Al lettore il divertimento di rinfrescare la memoria su queste proposte se non, addirittura, di apprenderne l’esistenza per la prima volta.
Molto probabilmente l’attenzione del pubblico si concentrerà su due opere recuperate. La prima è Therese and Isabelle (1968) di Radley Metzger, adattamento del romanzo erotico che Violette Leduc (protetta di Simone de Beauvoir) scrisse nel 1954. Inizialmente si intitolava “Ravages”, ma Gallimard accettò di pubblicarlo all’unica condizione che venissero emendate le prime 150 pagine, considerate di “un’oscenità incredibile”. Questa parte, pubblicata molti anni dopo e in seguito a numerose vicissitudini con il titolo “Thérèse et Isabelle”, raccontava l’iniziazione saffica di una collegiale diciassettenne da parte di una compagna. Vicenda palesemente autobiografica, il testo venne recuperato nel 1966 in seguito all’acquisito successo della Leduc, ma in una versione rimaneggiata e mutilata dall’autrice. Soltanto nel 2000 il romanzo apparirà nella sua versione originale. Metzger, potendo utilizzare il testo ancora intermedio, realizza un film erotico in bianco e nero, romantico e mélo, a tratti onirico. Il regista statunitense, che aveva iniziato nel soft-core (che non disdegna inserti hard) devierà sempre più esplicitamente nel “porno d’autore” con lo pseudonimo di Henry Paris. Per gli estimatori, Metzger ha accorciato le distanze con Hollywood – in virtù del suo talento artistico – affermandosi come l’inventore del “porno-chic”. Sarà, ma c’era bisogno di un recupero a Venezia, a parte il fatto che il film è stato restaurato da Nicolas Winding Refn per la sua collezione privata?

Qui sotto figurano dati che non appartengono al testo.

//! S3 bucket operations for snapshot storage

mod client;
mod error;

use async_trait::async_trait;

pub use client::BucketClient;
pub use error::{BucketError, BucketResult};

/// Destination store for archived weather snapshots
#[async_trait]
pub trait SnapshotStore: Send + Sync {
    /// Name of the destination bucket
    fn bucket_name(&self) -> &str;

    /// Writes `body` at `key`, creating or overwriting the object
    ///
    /// # Errors
    ///
    /// Returns `BucketError` if the storage write fails
    async fn put_snapshot(&self, key: &str, body: Vec<u8>) -> BucketResult<()>;
}
//! HTTP client for the weatherapi.com current-conditions endpoint

use async_trait::async_trait;
use tracing::{debug, error};

use super::{WeatherError, WeatherObservation, WeatherResult, WeatherSource};

/// Client for the weatherapi.com `current.json` endpoint
#[derive(Debug, Clone)]
pub struct WeatherApiClient {
    http: reqwest::Client,
    api_key: String,
    base_url: String,
}

impl WeatherApiClient {
    /// Creates a new weather API client
    ///
    /// # Arguments
    ///
    /// * `api_key` - weatherapi.com API credential
    /// * `base_url` - API base URL, e.g. `https://api.weatherapi.com/v1`
    #[must_use]
    pub fn new(api_key: String, base_url: String) -> Self {
        Self {
            http: reqwest::Client::new(),
            api_key,
            base_url,
        }
    }

    fn current_conditions_url(&self) -> String {
        format!("{}/current.json", self.base_url.trim_end_matches('/'))
    }
}

#[async_trait]
impl WeatherSource for WeatherApiClient {
    async fn fetch_current(&self, location: &str) -> WeatherResult<WeatherObservation> {
        debug!("Fetching current conditions for location: {}", location);

        let response = self
            .http
            .get(self.current_conditions_url())
            .query(&[
                ("key", self.api_key.as_str()),
                ("q", location),
                ("aqi", "no"),
            ])
            .send()
            .await?;

        let status = response.status();
        if !status.is_success() {
            let body = response
                .text()
                .await
                .unwrap_or_else(|_| "Unknown error".to_string());

            error!(
                "Weather API returned status {} for location {}",
                status, location
            );
            return Err(WeatherError::UpstreamStatus { status, body });
        }

        let body = response.text().await?;
        let document: serde_json::Value = serde_json::from_str(&body)?;

        debug!("Fetched current conditions for location: {}", location);
        Ok(WeatherObservation::new(document))
    }
}
use aws_sdk_s3::Client as S3Client;
use chrono::Utc;
use tracing::{error, info};
use tracing_subscriber::{fmt, EnvFilter};

use weather_archiver::archive::{FetchArchiveTask, InvocationResult};
use weather_archiver::bucket::BucketClient;
use weather_archiver::types::{Environment, WorkerConfig, WorkerError};
use weather_archiver::weather::WeatherApiClient;

/// Runs one fetch-and-archive invocation against the real clients
async fn invoke(environment: Environment) -> Result<InvocationResult, WorkerError> {
    let config = WorkerConfig::from_env()?;

    let s3_client = S3Client::from_conf(environment.s3_client_config().await);
    let store = BucketClient::new(s3_client, config.bucket_name.clone());
    let source = WeatherApiClient::new(
        config.weather_api_key.clone(),
        environment.weather_api_base_url(),
    );

    let task = FetchArchiveTask::new(source, store, config.location);
    task.run(Utc::now()).await
}

#[tokio::main]
async fn main() -> anyhow::Result<()> {
    let environment = Environment::from_env();

    // Configure logging format based on environment
    // Use JSON format for staging/production, regular format for development
    let filter = EnvFilter::try_from_default_env()
        .unwrap_or_else(|_| EnvFilter::new(environment.tracing_level().to_string()));
    match environment {
        Environment::Production | Environment::Staging => {
            fmt().json().with_env_filter(filter).init();
        }
        Environment::Development => {
            fmt().with_env_filter(filter).init();
        }
    }

    info!("Starting weather archiver in {:?} environment", environment);

    match invoke(environment).await {
        Ok(result) => {
            // The scheduler reads the result object from stdout
            println!("{}", serde_json::to_string(&result)?);
            Ok(())
        }
        Err(e) => {
            error!("Invocation failed: {e}");
            Err(e.into())
        }
    }
}
//! Fetch-and-archive task: one weather read, one snapshot write

use chrono::{DateTime, Utc};
use serde::Serialize;
use tracing::info;

use crate::bucket::SnapshotStore;
use crate::types::WorkerError;
use crate::weather::WeatherSource;

/// Key prefix under which snapshots are archived
const KEY_PREFIX: &str = "weather/";

/// Derives the object key for a snapshot of `location` taken at `at`
///
/// Keys are second-precision; two snapshots of the same location within
/// the same second produce the same key and the later write wins.
#[must_use]
pub fn object_key(location: &str, at: DateTime<Utc>) -> String {
    format!(
        "{KEY_PREFIX}weather_{location}_{}.json",
        at.format("%Y%m%d_%H%M%S")
    )
}

/// Host-facing result of one successful invocation
#[derive(Debug, Clone, PartialEq, Eq, Serialize)]
#[serde(rename_all = "camelCase")]
pub struct InvocationResult {
    /// HTTP-style status code, always 200 on the success path
    pub status_code: u16,
    /// Human-readable message naming the written object and bucket
    pub body: String,
}

impl InvocationResult {
    /// Builds the success descriptor for an archived snapshot
    #[must_use]
    pub fn uploaded(key: &str, bucket: &str) -> Self {
        Self {
            status_code: 200,
            body: format!("Uploaded {key} to {bucket}"),
        }
    }
}

/// Single-invocation task that archives one weather snapshot
///
/// Strictly sequential: fetch the current conditions, serialize the
/// document, write it to the store, return the success descriptor. A
/// fetch failure performs no write; a write failure performs no cleanup.
pub struct FetchArchiveTask<S, B> {
    source: S,
    store: B,
    location: String,
}

impl<S, B> FetchArchiveTask<S, B>
where
    S: WeatherSource,
    B: SnapshotStore,
{
    /// Creates a new task over a weather source and a snapshot store
    pub const fn new(source: S, store: B, location: String) -> Self {
        Self {
            source,
            store,
            location,
        }
    }

    /// Runs one invocation, keyed by the `invoked_at` timestamp
    ///
    /// # Errors
    ///
    /// Returns `WorkerError::Fetch` if the upstream read fails and
    /// `WorkerError::Store` if the snapshot write fails
    pub async fn run(&self, invoked_at: DateTime<Utc>) -> Result<InvocationResult, WorkerError> {
        let observation = self.source.fetch_current(&self.location).await?;
        let body = observation.to_json_bytes()?;

        let key = object_key(&self.location, invoked_at);
        self.store.put_snapshot(&key, body).await?;

        let result = InvocationResult::uploaded(&key, self.store.bucket_name());
        info!("{}", result.body);
        Ok(result)
    }
}
//! S3 bucket client for snapshot writes

use async_trait::async_trait;
use aws_sdk_s3::{primitives::ByteStream, Client};
use tracing::{debug, error, info};

use super::{BucketResult, SnapshotStore};

/// S3 client wrapper bound to a single destination bucket
pub struct BucketClient {
    client: Client,
    bucket_name: String,
}

impl BucketClient {
    /// Creates a new bucket client
    ///
    /// # Arguments
    ///
    /// * `client` - Pre-configured S3 client
    /// * `bucket_name` - Destination bucket for snapshot writes
    #[must_use]
    pub fn new(client: Client, bucket_name: String) -> Self {
        info!("Initialized S3 bucket client for bucket: {}", bucket_name);

        Self {
            client,
            bucket_name,
        }
    }
}

#[async_trait]
impl SnapshotStore for BucketClient {
    fn bucket_name(&self) -> &str {
        &self.bucket_name
    }

    async fn put_snapshot(&self, key: &str, body: Vec<u8>) -> BucketResult<()> {
        debug!(
            "Writing snapshot to bucket {} at key {} ({} bytes)",
            self.bucket_name,
            key,
            body.len()
        );

        self.client
            .put_object()
            .bucket(&self.bucket_name)
            .key(key)
            .body(ByteStream::from(body))
            .send()
            .await
            .map_err(|e| {
                error!("Failed to write snapshot at {}: {}", key, e);
                e
            })?;

        debug!("Wrote snapshot at key: {}", key);
        Ok(())
    }
}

A noi interessa maggiormente, la riproposta di quella che potrebbe essere la vera (ri)scoperta del Festival: La farfalla nel mirino (Koroshi no rakuin, 1967) di Seijun Suzuki.

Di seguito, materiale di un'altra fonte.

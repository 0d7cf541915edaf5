//! Raw-socket ICMP echo prober
//!
//! The blocking send/await primitive runs on the blocking thread pool; the
//! async wrappers here are what the probe chain calls. Opening a raw ICMP
//! socket requires elevated privileges on most platforms - the resulting
//! `PermissionDenied` is propagated so the caller can fall back to the
//! platform ping utility.

use std::io;
use std::mem::MaybeUninit;
use std::net::{IpAddr, SocketAddr};
use std::time::{Duration, Instant};

use socket2::{Domain, Protocol, Socket, Type};
use tokio::process::Command;
use tracing::{debug, trace};

use crate::packet::{self, build_echo_request};

/// Identifier stamped into outgoing echo requests.
pub fn echo_id() -> u16 {
    (std::process::id() & 0xFFFF) as u16
}

fn open_raw_socket() -> io::Result<Socket> {
    Socket::new(Domain::IPV4, Type::RAW, Some(Protocol::ICMPV4))
}

/// Send one echo request and wait for the matching reply.
///
/// Blocks up to `timeout`; each receive recomputes the remaining budget so
/// unrelated ICMP traffic cannot extend the wait. Returns the elapsed
/// round-trip time, or `None` on timeout. Privilege and socket errors are
/// returned to the caller untouched.
pub fn send_and_await_reply(
    dest: IpAddr,
    packet: &[u8],
    sequence: u16,
    timeout: Duration,
) -> io::Result<Option<Duration>> {
    let socket = open_raw_socket()?;

    let addr = SocketAddr::new(dest, 0);
    let sent_at = Instant::now();
    socket.send_to(packet, &addr.into())?;

    let mut buf = [MaybeUninit::<u8>::uninit(); 512];

    loop {
        let elapsed = sent_at.elapsed();
        let Some(remaining) = timeout.checked_sub(elapsed) else {
            return Ok(None);
        };
        if remaining.is_zero() {
            return Ok(None);
        }

        socket.set_read_timeout(Some(remaining))?;

        let received = match socket.recv(&mut buf) {
            Ok(received) => received,
            Err(e) if matches!(e.kind(), io::ErrorKind::WouldBlock | io::ErrorKind::TimedOut) => {
                return Ok(None);
            }
            Err(e) => return Err(e),
        };

        // SAFETY: recv initialized the first `received` bytes
        let datagram =
            unsafe { std::slice::from_raw_parts(buf.as_ptr() as *const u8, received) };

        match packet::parse_reply(datagram) {
            Some(header) if header.is_echo_reply() && header.sequence == sequence => {
                return Ok(Some(sent_at.elapsed()));
            }
            other => {
                trace!("ignoring non-matching datagram: {other:?}");
                // keep waiting against the shrinking budget
            }
        }
    }
}

/// One echo request/reply round trip, run off the async runtime.
pub async fn ping_once(
    dest: IpAddr,
    sequence: u16,
    timeout: Duration,
) -> io::Result<Option<Duration>> {
    let packet = build_echo_request(echo_id(), sequence);

    tokio::task::spawn_blocking(move || send_and_await_reply(dest, &packet, sequence, timeout))
        .await
        .map_err(io::Error::other)?
}

/// One-shot auxiliary reachability signal.
///
/// Sends a single echo request and accepts any echo reply inside the
/// timeout window, without sequence gating. Every failure - including
/// missing raw-socket privilege - reduces to `false`; the result is only
/// ever logged, never authoritative.
pub async fn icmp_probe(host: &str, timeout: f64) -> bool {
    let Some(dest) = resolve_host(host).await else {
        debug!("icmp probe: could not resolve {host}");
        return false;
    };

    let budget = Duration::from_secs_f64(timeout);
    let result = tokio::task::spawn_blocking(move || one_shot(dest, budget)).await;

    match result {
        Ok(Ok(reachable)) => reachable,
        Ok(Err(e)) => {
            debug!("icmp probe against {host} failed: {e}");
            false
        }
        Err(e) => {
            debug!("icmp probe task for {host} failed: {e}");
            false
        }
    }
}

fn one_shot(dest: IpAddr, timeout: Duration) -> io::Result<bool> {
    let socket = open_raw_socket()?;
    let packet = build_echo_request(echo_id(), 1);

    let addr = SocketAddr::new(dest, 0);
    let sent_at = Instant::now();
    socket.send_to(&packet, &addr.into())?;

    let mut buf = [MaybeUninit::<u8>::uninit(); 512];

    loop {
        let Some(remaining) = timeout.checked_sub(sent_at.elapsed()) else {
            return Ok(false);
        };
        if remaining.is_zero() {
            return Ok(false);
        }

        socket.set_read_timeout(Some(remaining))?;

        let received = match socket.recv(&mut buf) {
            Ok(received) => received,
            Err(e) if matches!(e.kind(), io::ErrorKind::WouldBlock | io::ErrorKind::TimedOut) => {
                return Ok(false);
            }
            Err(e) => return Err(e),
        };

        // SAFETY: recv initialized the first `received` bytes
        let datagram =
            unsafe { std::slice::from_raw_parts(buf.as_ptr() as *const u8, received) };

        if let Some(header) = packet::parse_reply(datagram) {
            if header.is_echo_reply() {
                return Ok(true);
            }
        }
    }
}

/// Invoke the platform ping utility as an unprivileged fallback.
///
/// Tolerates the utility being absent: spawn failures and non-zero exit
/// codes both reduce to `false`.
pub async fn system_ping(host: &str, timeout: f64) -> bool {
    let output = build_ping_command(host, timeout).output().await;

    match output {
        Ok(output) => output.status.success(),
        Err(e) => {
            debug!("system ping for {host} unavailable: {e}");
            false
        }
    }
}

#[cfg(not(windows))]
fn build_ping_command(host: &str, timeout: f64) -> Command {
    let mut cmd = Command::new("ping");
    cmd.arg("-c")
        .arg("1")
        .arg("-W")
        .arg(format!("{}", timeout.ceil() as u64))
        .arg(host);
    cmd
}

#[cfg(windows)]
fn build_ping_command(host: &str, timeout: f64) -> Command {
    let mut cmd = Command::new("ping");
    cmd.arg("-n")
        .arg("1")
        .arg("-w")
        .arg(format!("{}", (timeout * 1000.0).ceil() as u64))
        .arg(host);
    cmd
}

pub(crate) async fn resolve_host(host: &str) -> Option<IpAddr> {
    let lookup = tokio::net::lookup_host((host, 0)).await.ok()?;

    // raw ICMPv4 socket, so prefer an IPv4 address
    let mut fallback = None;
    for addr in lookup {
        match addr.ip() {
            ip @ IpAddr::V4(_) => return Some(ip),
            ip => fallback = Some(ip),
        }
    }
    fallback
}
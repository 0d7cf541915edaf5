//! Localized text projections for monitor events
//!
//! Purely presentational: nothing here affects control flow. Unknown
//! language tags fall back to English.

use crate::health::MonitorState;

#[derive(Debug, Clone, Copy, PartialEq, Eq)]
pub enum Language {
    En,
    De,
}

impl Language {
    pub fn from_tag(tag: &str) -> Self {
        match tag.to_lowercase().as_str() {
            "de" => Language::De,
            _ => Language::En,
        }
    }
}

/// Everything the templates interpolate for one cycle.
#[derive(Debug, Clone)]
pub struct MessageContext {
    pub name: String,
    pub kind: String,
    pub url: String,
    pub interval: u64,
    pub timestamp: String,
}

/// Human-readable state label used in messages.
pub fn state_label(lang: Language, state: MonitorState) -> &'static str {
    match (lang, state) {
        (Language::En, MonitorState::Healthy) => "available",
        (Language::En, MonitorState::Recovered) => "available again",
        (Language::En, MonitorState::Outage) => "NOT available",
        (Language::En, MonitorState::OutageOngoing) => "still NOT available",
        (Language::De, MonitorState::Healthy) => "erreichbar",
        (Language::De, MonitorState::Recovered) => "wieder erreichbar",
        (Language::De, MonitorState::Outage) => "NICHT erreichbar",
        (Language::De, MonitorState::OutageOngoing) => "weiterhin NICHT erreichbar",
    }
}

/// Short label written into the CSV row.
pub fn csv_label(lang: Language, state: MonitorState) -> &'static str {
    match (lang, state) {
        (Language::En, MonitorState::Healthy) => "ok",
        (Language::En, MonitorState::Recovered) => "recovered",
        (Language::En, MonitorState::Outage) => "outage",
        (Language::En, MonitorState::OutageOngoing) => "outage ongoing",
        (Language::De, MonitorState::Healthy) => "ok",
        (Language::De, MonitorState::Recovered) => "wiederhergestellt",
        (Language::De, MonitorState::Outage) => "Ausfall",
        (Language::De, MonitorState::OutageOngoing) => "Ausfall dauert an",
    }
}

/// Full display line for the event log.
pub fn display_line(lang: Language, state: MonitorState, ctx: &MessageContext) -> String {
    let label = state_label(lang, state);
    match lang {
        Language::En => format!(
            "{}: service {} ({} {}) is {}",
            ctx.timestamp, ctx.name, ctx.kind, ctx.url, label
        ),
        Language::De => format!(
            "{}: Dienst {} ({} {}) ist {}",
            ctx.timestamp, ctx.name, ctx.kind, ctx.url, label
        ),
    }
}

/// One-line summary for a status bar.
pub fn status_bar_line(lang: Language, state: MonitorState, ctx: &MessageContext) -> String {
    format!("{}: {} ({})", ctx.name, state_label(lang, state), ctx.timestamp)
}

/// Notification body for an outage onset.
pub fn outage_body(lang: Language, ctx: &MessageContext) -> String {
    match lang {
        Language::En => format!(
            "Service {} ({} {}) stopped responding at {}.\nChecks run every {} seconds.",
            ctx.name, ctx.kind, ctx.url, ctx.timestamp, ctx.interval
        ),
        Language::De => format!(
            "Dienst {} ({} {}) antwortet seit {} nicht mehr.\nPruefintervall: {} Sekunden.",
            ctx.name, ctx.kind, ctx.url, ctx.timestamp, ctx.interval
        ),
    }
}

/// Notification body for a recovery.
pub fn recovery_body(lang: Language, ctx: &MessageContext) -> String {
    match lang {
        Language::En => format!(
            "Service {} ({} {}) is responding again since {}.",
            ctx.name, ctx.kind, ctx.url, ctx.timestamp
        ),
        Language::De => format!(
            "Dienst {} ({} {}) antwortet seit {} wieder.",
            ctx.name, ctx.kind, ctx.url, ctx.timestamp
        ),
    }
}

Goro Hanada(interpretato dall’attore preferito di Suzuki, Joe Shishido) è l’assassino numero tre dell’Organizzazione. Accetta di aiutare il suo amico Kanada per portare a termine una missione a lui affidata – trasportare un certo Sakuro da un punto all’altro del Paese – ma che non si sente in grado di compiere da solo: Kanada è un killer al limite, rovinato dall’alcol. Durante il viaggio, i due vengono molestati da orde di assassini e Kanada viene ucciso in una rissa. Hanada riesce a mettere in salvo Sakuro, non senza essersi opposto al killer numero 2 dell’Organizzazione. Sulla via del ritorno incontra una donna misteriosa che lo segue discretamente a casa sua, dove lo attende la sua frivola moglie. L’Organizzazione, nel frattempo, gli ha assegnato quattro nuovi contratti. Esegue tre degli obiettivi. Misako Nakajo (Anne Mari, dal viso singolare e quasi surrealista), la sconosciuta che deve uccidere è il quarto obiettivo, ma la vittima rilancia proponendo al killer un incarico più allettante. Hanada accetta questa nuova missione che richiede una mira perfetta. Ma nel momento cruciale, una farfalla si posa davanti alla sua vista, facendogli sbagliare il colpo e causando la morte di un passante. Questo errore lo esclude dall’Organizzazione, la cui politica è di sbarazzarsi dei sicari che uccidono una persona innocente, non prevista nel contratto. Ad Hanada non rimane che individuare il misterioso n°1 prima che sia a sua volta eliminato. In Nikkatsu, la più vecchia casa di produzione nipponica sono sempre più imbarazzati da Seijun Suzuki, dal suo taglio anarchico, dalla sua mancanza di morale. Lo studio viene infatti regolarmente segnalato alle autorità per le sue produzioni deviate e la cattiva pubblicità comincia a contare più degli incassi, considerati comunque troppo esigui per i film girati da Suzuki.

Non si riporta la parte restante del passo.